なんとも言えない気持ちで朝を迎え、浮いた魚たちを黙って網で一気に掬い出す。
無力感。素人では太刀打ちできない。
父にも申し訳ない。命にも申し訳ない。
魚の存在を疎んじていた自分も悲しい。
何とも言えない申し訳なさを抱えて、私は父に『死にました』とメールを送った。
父の返事は、「生きとし生けるもの、いつかは皆、命絶える」だった。
文末に軽い顔文字がついていたかもしれない。
メールを見て、妹とクスクス笑ったのを覚えている。
私を責めることなく、達観とユーモアの混ざる父らしい言葉選びに、
私たちはどこか安心し、救われもした。
これがナチュラルな、父の優しさだ。
父も父で、自身の入院生活と重ねて浮かんだ返信なのかもしれない。
もう一つ。父の入院中のある日のこと。
朝、母から「アジアアロワナの水槽、水位が勝手に下がっていくの!ちょっ見て!」と言って起こされた。
妹と店に降りる。
我が家で一番大きな、180センチの水槽でゆらゆらと泳ぐアジアアロワナ。
水位が、なんと魚の数センチ上までに下がっている。
減っている!水漏れ?
原因なんて考えている暇はない。
とにかく父に緊急で電話し、父からは、他の大きな水槽に移すよう伝えられた。
移す?!
体調1メートルくらいあるアジアアロワナを、どうやって素人が移すというのだ。
とはいえ、やるしかない。
妹と真剣に作戦を練った。
店で一番大きな網を引っ張り出し、
「私がここを持つからアナタはこちらを持って」
「これで蓋しておさえる。もし失敗してアジアアロワナが床に落ちたら、いち早くこれを…」など、
とにかく入念にイメージした。
体調1mを超えるヤツが、床に落ちて暴れたら終わりだ。
そう考えるだけで背筋が凍った。
これほど姉妹が、お互いを信頼し、力を合わせたことはなかったように思う。
とにかくイチかバチか!掛け声と共に掬いだし、引越しに成功した。
その瞬間、全身にかかっていた力が一気に抜け、ふっと肩の力が抜けた。
今でも、その感覚を体の奥で感じる。
父は退院し、お店も再開した。
何事もなかったかのように、私は日常に戻った。
ある日、帰宅してふと水槽に目をやると、あのアジアアロワナの入った水槽にヤツがいない。
…売れた。
売れたありがたさより、心に空いた穴の方が大きかった。
そういえば、私が世話した他の魚たちも、何匹かは家からいなくなり、新しい魚たちが仕入れられていた。
私は、帰宅すると、魚に目をやるのが日課になった。
ある時父に「お父さんは、魚が好きだから熱帯魚屋を始めたの?」と聞いたことがある。
父は、「まあ、嫌いじゃ始められないな。

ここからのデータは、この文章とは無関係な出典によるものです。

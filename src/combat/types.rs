//! Enemy definitions, the enemy factory, and battle result types.

use std::fmt;
use std::str::FromStr;

use serde::{Deserialize, Serialize};

use crate::core::constants::{GOBLIN_MAX_LEVEL, ORC_MAX_LEVEL};
use crate::error::{GameError, GameResult};

#[derive(Debug, Clone, Copy, PartialEq, Eq, Serialize, Deserialize)]
pub enum EnemyKind {
    Goblin,
    Orc,
    Dragon,
}

impl EnemyKind {
    /// Base stats by kind: (health, strength, magic, xp_reward, gold_reward).
    pub fn base_stats(&self) -> (u32, u32, u32, u32, u32) {
        match self {
            EnemyKind::Goblin => (50, 8, 2, 25, 10),
            EnemyKind::Orc => (80, 12, 5, 50, 25),
            EnemyKind::Dragon => (200, 25, 15, 200, 100),
        }
    }

    pub fn name(&self) -> &'static str {
        match self {
            EnemyKind::Goblin => "goblin",
            EnemyKind::Orc => "orc",
            EnemyKind::Dragon => "dragon",
        }
    }

    /// Selects the enemy tier for a character level: goblins up to level 2,
    /// orcs through level 5, dragons beyond.
    pub fn for_level(level: u32) -> Self {
        if level <= GOBLIN_MAX_LEVEL {
            EnemyKind::Goblin
        } else if level <= ORC_MAX_LEVEL {
            EnemyKind::Orc
        } else {
            EnemyKind::Dragon
        }
    }
}

impl FromStr for EnemyKind {
    type Err = GameError;

    fn from_str(s: &str) -> Result<Self, Self::Err> {
        match s.trim().to_lowercase().as_str() {
            "goblin" => Ok(EnemyKind::Goblin),
            "orc" => Ok(EnemyKind::Orc),
            "dragon" => Ok(EnemyKind::Dragon),
            other => Err(GameError::InvalidTargetKind(other.to_string())),
        }
    }
}

impl fmt::Display for EnemyKind {
    fn fmt(&self, f: &mut fmt::Formatter<'_>) -> fmt::Result {
        f.write_str(self.name())
    }
}

#[derive(Debug, Clone, PartialEq, Eq, Serialize, Deserialize)]
pub struct Enemy {
    pub kind: EnemyKind,
    pub health: u32,
    pub max_health: u32,
    pub strength: u32,
    pub magic: u32,
    pub xp_reward: u32,
    pub gold_reward: u32,
}

impl Enemy {
    pub fn spawn(kind: EnemyKind) -> Self {
        let (health, strength, magic, xp_reward, gold_reward) = kind.base_stats();
        Self {
            kind,
            health,
            max_health: health,
            strength,
            magic,
            xp_reward,
            gold_reward,
        }
    }

    pub fn name(&self) -> &'static str {
        self.kind.name()
    }

    pub fn is_alive(&self) -> bool {
        self.health > 0
    }

    pub fn take_damage(&mut self, amount: u32) {
        self.health = self.health.saturating_sub(amount);
    }
}

/// Creates an enemy from a kind name. Internal callers go through
/// `Enemy::spawn` with the typed kind; this entry point exists for
/// data-driven callers and fails on unrecognized names.
pub fn create_enemy(kind: &str) -> GameResult<Enemy> {
    let kind: EnemyKind = kind.parse()?;
    Ok(Enemy::spawn(kind))
}

/// Produces an enemy appropriate to a character's level.
pub fn enemy_for_level(level: u32) -> Enemy {
    Enemy::spawn(EnemyKind::for_level(level))
}

/// How a battle ended.
#[derive(Debug, Clone, Copy, PartialEq, Eq)]
pub enum BattleOutcome {
    Victory,
    Defeat,
    Escaped,
}

#[derive(Debug, Clone, Copy, PartialEq, Eq)]
pub enum BattleState {
    Active,
    Ended(BattleOutcome),
}

/// The action a player takes on their turn.
#[derive(Debug, Clone, Copy, PartialEq, Eq)]
pub enum PlayerAction {
    Attack,
    Special,
    Flee,
}

/// Final battle summary returned to the caller after settlement.
#[derive(Debug, Clone, Copy, PartialEq, Eq)]
pub struct BattleResult {
    pub outcome: BattleOutcome,
    pub xp_gained: u32,
    pub gold_gained: u32,
}

/// Events emitted during a round so the UI can render a battle log
/// without the combat core printing anything.
#[derive(Debug, Clone, PartialEq, Eq)]
pub enum BattleEvent {
    PlayerAttack {
        damage: u32,
    },
    AbilityDamage {
        ability: &'static str,
        damage: u32,
        was_crit: bool,
    },
    AbilityHeal {
        ability: &'static str,
        amount: u32,
    },
    EscapeFailed,
    Escaped,
    EnemyAttack {
        damage: u32,
    },
    Victory {
        xp_gained: u32,
        gold_gained: u32,
        levels_gained: u32,
    },
    Defeat,
}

でもいつまでも好きだと思っていたら、売ることができないな…。寂しくなっちゃってたら商売にならないな」
と答えた。
父は、ほとんど自分の過去を語らない人だったけれど、この言葉には、彼のこれまでの喜怒哀楽や、積み重ねてきた経験がふっと滲み出ているように感じた。
今、街で美しい熱帯魚を見かけると、ふと足を止めて見入ってしまう。
あの頃、何気なく通り過ぎていた魚たちに、今では心を寄せている自分に気づく。
そして、もしかしたら、亡き父にその姿を見せているのかもしれないと感じる。